**THE INPUT:**
—————
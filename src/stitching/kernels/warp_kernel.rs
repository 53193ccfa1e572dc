use tracing::{debug, instrument};

use crate::stitching::common::{Result, StitchError, check_camera_count};

use super::helpers::{MEDIA_OPS_PRAGMAS, bicubic_helpers};
use super::types::{Interpolation, KernelProgram, KernelSynthesizer, LumaFormat, PixelFormat, WarpKernelConfig};
use super::warp_fragments::WarpBody;

pub const WARP_KERNEL_NAME: &str = "warp";
pub const WARP_LOCAL_WORK: usize = 64;

const PARAM_SEPARATOR: &str = ",\n        ";

/// Generates the warp kernel, which resamples every camera image into the
/// output projection one table entry at a time.
#[derive(Debug, Default, Clone, Copy)]
pub struct WarpKernelSynthesizer;

impl WarpKernelSynthesizer {
    pub fn new() -> Self {
        Self
    }

    /// Global work size for a table holding `num_items` entries.
    ///
    /// Two work items cover one entry, four when each item only handles two pixels.
    pub fn update_global_work(&self, config: &WarpKernelConfig, num_items: usize) -> usize {
        let global = ((num_items << 1) + WARP_LOCAL_WORK - 1) & !(WARP_LOCAL_WORK - 1);
        if config.pixels_per_item() == 2 { 2 * global } else { global }
    }

    fn validate(&self, config: &WarpKernelConfig) -> Result<()> {
        check_camera_count(config.num_cameras)?;
        let input = config.input_format;
        let output = config.output_format;
        let unsupported = |reason: String| Err(StitchError::UnsupportedConfiguration(reason));

        if input.is_15bit() != output.is_15bit() {
            return unsupported(format!("warp cannot convert {input} input to {output} output"));
        }
        if config.alpha.is_some() && input != PixelFormat::Rgb {
            return unsupported(format!("fixed alpha needs RGB input, got {input}"));
        }
        if config.luma_output == Some(LumaFormat::S16) && !output.is_15bit() {
            return unsupported(format!("S16 luma output needs a 15-bit output, got {output}"));
        }
        if config.exposure_output && !output.is_15bit() {
            return unsupported(format!("exposure output needs a 15-bit output, got {output}"));
        }
        if config.num_camera_columns == Some(0) {
            return unsupported("camera atlas needs at least one column".to_string());
        }
        Ok(())
    }

    fn signature(&self, config: &WarpKernelConfig) -> String {
        let mut code = format!(
            "__kernel __attribute__((reqd_work_group_size({WARP_LOCAL_WORK}, 1, 1)))\n\
             void {WARP_KERNEL_NAME}(uint grayscale_compute_method,\n\
             \x20       uint num_cameras,\n\
             \x20       __global char * valid_pix_buf, uint valid_pix_buf_offset, uint valid_pix_num_items,\n\
             \x20       __global char * warp_remap_buf, uint warp_remap_buf_offset, uint warp_remap_num_items,\n\
             \x20       uint ip_width, uint ip_height, __global uchar * ip_buf, uint ip_stride, uint ip_offset,\n\
             \x20       uint op_width, uint op_height, __global uchar * op_buf, uint op_stride, uint op_offset"
        );
        let optional = [
            (
                config.luma_output.is_some(),
                "uint op_u8_width, uint op_u8_height, __global uchar * op_u8_buf, uint op_u8_stride, uint op_u8_offset",
            ),
            (config.num_camera_columns.is_some(), "uint num_camera_columns"),
            (config.alpha.is_some(), "uint alpha"),
            (config.flags.is_some(), "uint flags"),
            (
                config.exposure_output,
                "uint op_s16_width, uint op_s16_height, __global uchar * op_s16_buf, uint op_s16_stride, uint op_s16_offset",
            ),
        ];
        for (_, param) in optional.iter().filter(|(present, _)| *present) {
            code.push_str(PARAM_SEPARATOR);
            code.push_str(param);
        }
        code
    }

    fn prologue(&self, config: &WarpKernelConfig) -> String {
        let rows = config.num_cameras.div_ceil(config.camera_columns());
        let ip_height_offset = config.input_height / rows;
        let op_height_offset = config.output_height / config.num_cameras;

        let mut code = format!(
            ")\n{{\n\
             \x20 int gid = get_global_id(0);\n\
             \x20 float4 f, mf; uint sx, sy, offset; uint4 outpix; float y; uint2 row_offset;\n\
             \x20 uint QF = 3;\n\
             \x20 uint QFB = (1 << QF) - 1; float QFM = 1.0f / (1 << QF);\n\
             \x20 uint ip_image_height_offset = {ip_height_offset};\n\
             \x20 uint op_image_height_offset = {op_height_offset};\n"
        );
        if config.luma_output.is_some() {
            code.push_str(&format!("  uint op_u8_image_height_offset = {op_height_offset};\n"));
        }
        if config.exposure_output {
            code.push_str(&format!("  uint op_s16_image_height_offset = {op_height_offset};\n"));
        }

        // a 2-pixel item is a quarter of an entry, a 4-pixel item half of one
        let (remap_shift, entry_shift) = if config.pixels_per_item() == 4 {
            ("(gid << 4)", "(gid >> 1)")
        } else {
            ("((gid >> 1) << 4)", "(gid >> 2)")
        };
        code.push_str(&format!(
            "  warp_remap_buf += warp_remap_buf_offset + {remap_shift};\n\
             \x20 valid_pix_buf += valid_pix_buf_offset + ({entry_shift} << 2);\n\
             \x20 if (({entry_shift} < valid_pix_num_items)) {{\n\
             \x20   uint pixelEntry = *(__global uint*) valid_pix_buf;\n\
             \x20   if(pixelEntry == 0xffffffff) return;\n\
             \x20   uint4 map = *(__global uint4 *) warp_remap_buf;\n\
             \x20   uint camera_id = pixelEntry & 0x1f; uint op_x = (pixelEntry >> 8) & 0x7ff; uint op_y = (pixelEntry >> 19) & 0x1fff;\n"
        ));
        code.push_str(&camera_row_addressing(config.camera_columns()));
        code
    }
}

impl KernelSynthesizer for WarpKernelSynthesizer {
    type Config = WarpKernelConfig;

    #[instrument(skip_all, fields(input = %config.input_format, output = %config.output_format))]
    fn synthesize(&self, config: &WarpKernelConfig) -> Result<KernelProgram> {
        self.validate(config)?;
        let body = WarpBody::new(config);

        let mut source = String::from(MEDIA_OPS_PRAGMAS);
        source.push('\n');
        if config.interpolation() == Interpolation::Bicubic {
            source.push_str(&bicubic_helpers(config.input_format));
        }
        source.push_str(&self.signature(config));
        source.push_str(&self.prologue(config));
        source.push_str(&body.declarations());
        for index in 0..config.pixels_per_item() {
            source.push_str(&body.pixel(index));
        }
        source.push_str(&body.pack());
        source.push_str(body.write_output());
        source.push_str(&body.write_exposure());
        source.push_str(body.write_luma());
        source.push_str("  }\n}\n");

        let global = self.update_global_work(config, config.table_capacity);
        debug!(
            pixels_per_item = config.pixels_per_item(),
            global,
            bytes = source.len(),
            "Synthesized warp kernel"
        );
        Ok(KernelProgram {
            name: WARP_KERNEL_NAME.to_string(),
            source,
            build_options: String::new(),
            work_dim: 1,
            global_work: vec![global],
            local_work: vec![WARP_LOCAL_WORK],
        })
    }
}

/// Offset of the camera's row inside the input atlas.
fn camera_row_addressing(columns: u32) -> String {
    if columns == 1 {
        return "    ip_buf += ip_offset + (camera_id * ip_image_height_offset * ip_stride);\n".to_string();
    }
    match (1..6).find(|&shift| columns == 1 << shift) {
        Some(shift) => {
            format!("    ip_buf += ip_offset + ((camera_id >> {shift}) * ip_image_height_offset * ip_stride);\n")
        }
        None => format!("    ip_buf += ip_offset + ((camera_id / {columns}) * ip_image_height_offset * ip_stride);\n"),
    }
}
—————
**WORK TO COMPLETE:** Set down the entire listing once more, keeping every line exactly as it reads.

**YOUR RESPONSE:**
filename src/stitching/kernels/warp_kernel.rs
repository 53193ccfa1e572dc
use tracing::{debug, instrument};

use crate::stitching::common::{Result, StitchError, check_camera_count};

use super::helpers::{MEDIA_OPS_PRAGMAS, bicubic_helpers};
use super::types::{Interpolation, KernelProgram, KernelSynthesizer, LumaFormat, PixelFormat, WarpKernelConfig};
use super::warp_fragments::WarpBody;

pub const WARP_KERNEL_NAME: &str = "warp";
pub const WARP_LOCAL_WORK: usize = 64;

const PARAM_SEPARATOR: &str = ",\n        ";

/// Generates the warp kernel, which resamples every camera image into the
/// output projection one table entry at a time.
#[derive(Debug, Default, Clone, Copy)]
pub struct WarpKernelSynthesizer;

impl WarpKernelSynthesizer {
    pub fn new() -> Self {
        Self
    }

    /// Global work size for a table holding `num_items` entries.
    ///
    /// Two work items cover one entry, four when each item only handles two pixels.
    pub fn update_global_work(&self, config: &WarpKernelConfig, num_items: usize) -> usize {
        let global = ((num_items << 1) + WARP_LOCAL_WORK - 1) & !(WARP_LOCAL_WORK - 1);
        if config.pixels_per_item() == 2 { 2 * global } else { global }
    }

    fn validate(&self, config: &WarpKernelConfig) -> Result<()> {
        check_camera_count(config.num_cameras)?;
        let input = config.input_format;
        let output = config.output_format;
        let unsupported = |reason: String| Err(StitchError::UnsupportedConfiguration(reason));

        if input.is_15bit() != output.is_15bit() {
            return unsupported(format!("warp cannot convert {input} input to {output} output"));
        }
        if config.alpha.is_some() && input != PixelFormat::Rgb {
            return unsupported(format!("fixed alpha needs RGB input, got {input}"));
        }
        if config.luma_output == Some(LumaFormat::S16) && !output.is_15bit() {
            return unsupported(format!("S16 luma output needs a 15-bit output, got {output}"));
        }
        if config.exposure_output && !output.is_15bit() {
            return unsupported(format!("exposure output needs a 15-bit output, got {output}"));
        }
        if config.num_camera_columns == Some(0) {
            return unsupported("camera atlas needs at least one column".to_string());
        }
        Ok(())
    }

    fn signature(&self, config: &WarpKernelConfig) -> String {
        let mut code = format!(
            "__kernel __attribute__((reqd_work_group_size({WARP_LOCAL_WORK}, 1, 1)))\n\
             void {WARP_KERNEL_NAME}(uint grayscale_compute_method,\n\
             \x20       uint num_cameras,\n\
             \x20       __global char * valid_pix_buf, uint valid_pix_buf_offset, uint valid_pix_num_items,\n\
             \x20       __global char * warp_remap_buf, uint warp_remap_buf_offset, uint warp_remap_num_items,\n\
             \x20       uint ip_width, uint ip_height, __global uchar * ip_buf, uint ip_stride, uint ip_offset,\n\
             \x20       uint op_width, uint op_height, __global uchar * op_buf, uint op_stride, uint op_offset"
        );
        let optional = [
            (
                config.luma_output.is_some(),
                "uint op_u8_width, uint op_u8_height, __global uchar * op_u8_buf, uint op_u8_stride, uint op_u8_offset",
            ),
            (config.num_camera_columns.is_some(), "uint num_camera_columns"),
            (config.alpha.is_some(), "uint alpha"),
            (config.flags.is_some(), "uint flags"),
            (
                config.exposure_output,
                "uint op_s16_width, uint op_s16_height, __global uchar * op_s16_buf, uint op_s16_stride, uint op_s16_offset",
            ),
        ];
        for (_, param) in optional.iter().filter(|(present, _)| *present) {
            code.push_str(PARAM_SEPARATOR);
            code.push_str(param);
        }
        code
    }

    fn prologue(&self, config: &WarpKernelConfig) -> String {
        let rows = config.num_cameras.div_ceil(config.camera_columns());
        let ip_height_offset = config.input_height / rows;
        let op_height_offset = config.output_height / config.num_cameras;

        let mut code = format!(
            ")\n{{\n\
             \x20 int gid = get_global_id(0);\n\
             \x20 float4 f, mf; uint sx, sy, offset; uint4 outpix; float y; uint2 row_offset;\n\
             \x20 uint QF = 3;\n\
             \x20 uint QFB = (1 << QF) - 1; float QFM = 1.0f / (1 << QF);\n\
             \x20 uint ip_image_height_offset = {ip_height_offset};\n\
             \x20 uint op_image_height_offset = {op_height_offset};\n"
        );
        if config.luma_output.is_some() {
            code.push_str(&format!("  uint op_u8_image_height_offset = {op_height_offset};\n"));
        }
        if config.exposure_output {
            code.push_str(&format!("  uint op_s16_image_height_offset = {op_height_offset};\n"));
        }

        // a 2-pixel item is a quarter of an entry, a 4-pixel item half of one
        let (remap_shift, entry_shift) = if config.pixels_per_item() == 4 {
            ("(gid << 4)", "(gid >> 1)")
        } else {
            ("((gid >> 1) << 4)", "(gid >> 2)")
        };
        code.push_str(&format!(
            "  warp_remap_buf += warp_remap_buf_offset + {remap_shift};\n\
             \x20 valid_pix_buf += valid_pix_buf_offset + ({entry_shift} << 2);\n\
             \x20 if (({entry_shift} < valid_pix_num_items)) {{\n\
             \x20   uint pixelEntry = *(__global uint*) valid_pix_buf;\n\
             \x20   if(pixelEntry == 0xffffffff) return;\n\
             \x20   uint4 map = *(__global uint4 *) warp_remap_buf;\n\
             \x20   uint camera_id = pixelEntry & 0x1f; uint op_x = (pixelEntry >> 8) & 0x7ff; uint op_y = (pixelEntry >> 19) & 0x1fff;\n"
        ));
        code.push_str(&camera_row_addressing(config.camera_columns()));
        code
    }
}

impl KernelSynthesizer for WarpKernelSynthesizer {
    type Config = WarpKernelConfig;

    #[instrument(skip_all, fields(input = %config.input_format, output = %config.output_format))]
    fn synthesize(&self, config: &WarpKernelConfig) -> Result<KernelProgram> {
        self.validate(config)?;
        let body = WarpBody::new(config);

        let mut source = String::from(MEDIA_OPS_PRAGMAS);
        source.push('\n');
        if config.interpolation() == Interpolation::Bicubic {
            source.push_str(&bicubic_helpers(config.input_format));
        }
        source.push_str(&self.signature(config));
        source.push_str(&self.prologue(config));
        source.push_str(&body.declarations());
        for index in 0..config.pixels_per_item() {
            source.push_str(&body.pixel(index));
        }
        source.push_str(&body.pack());
        source.push_str(body.write_output());
        source.push_str(&body.write_exposure());
        source.push_str(body.write_luma());
        source.push_str("  }\n}\n");

        let global = self.update_global_work(config, config.table_capacity);
        debug!(
            pixels_per_item = config.pixels_per_item(),
            global,
            bytes = source.len(),
            "Synthesized warp kernel"
        );
        Ok(KernelProgram {
            name: WARP_KERNEL_NAME.to_string(),
            source,
            build_options: String::new(),
            work_dim: 1,
            global_work: vec![global],
            local_work: vec![WARP_LOCAL_WORK],
        })
    }
}

/// Offset of the camera's row inside the input atlas.
fn camera_row_addressing(columns: u32) -> String {
    if columns == 1 {
        return "    ip_buf += ip_offset + (camera_id * ip_image_height_offset * ip_stride);\n".to_string();
    }
    match (1..6).find(|&shift| columns == 1 << shift) {
        Some(shift) => {
            format!("    ip_buf += ip_offset + ((camera_id >> {shift}) * ip_image_height_offset * ip_stride);\n")
        }
        None => format!("    ip_buf += ip_offset + ((camera_id / {columns}) * ip_image_height_offset * ip_stride);\n"),
    }
}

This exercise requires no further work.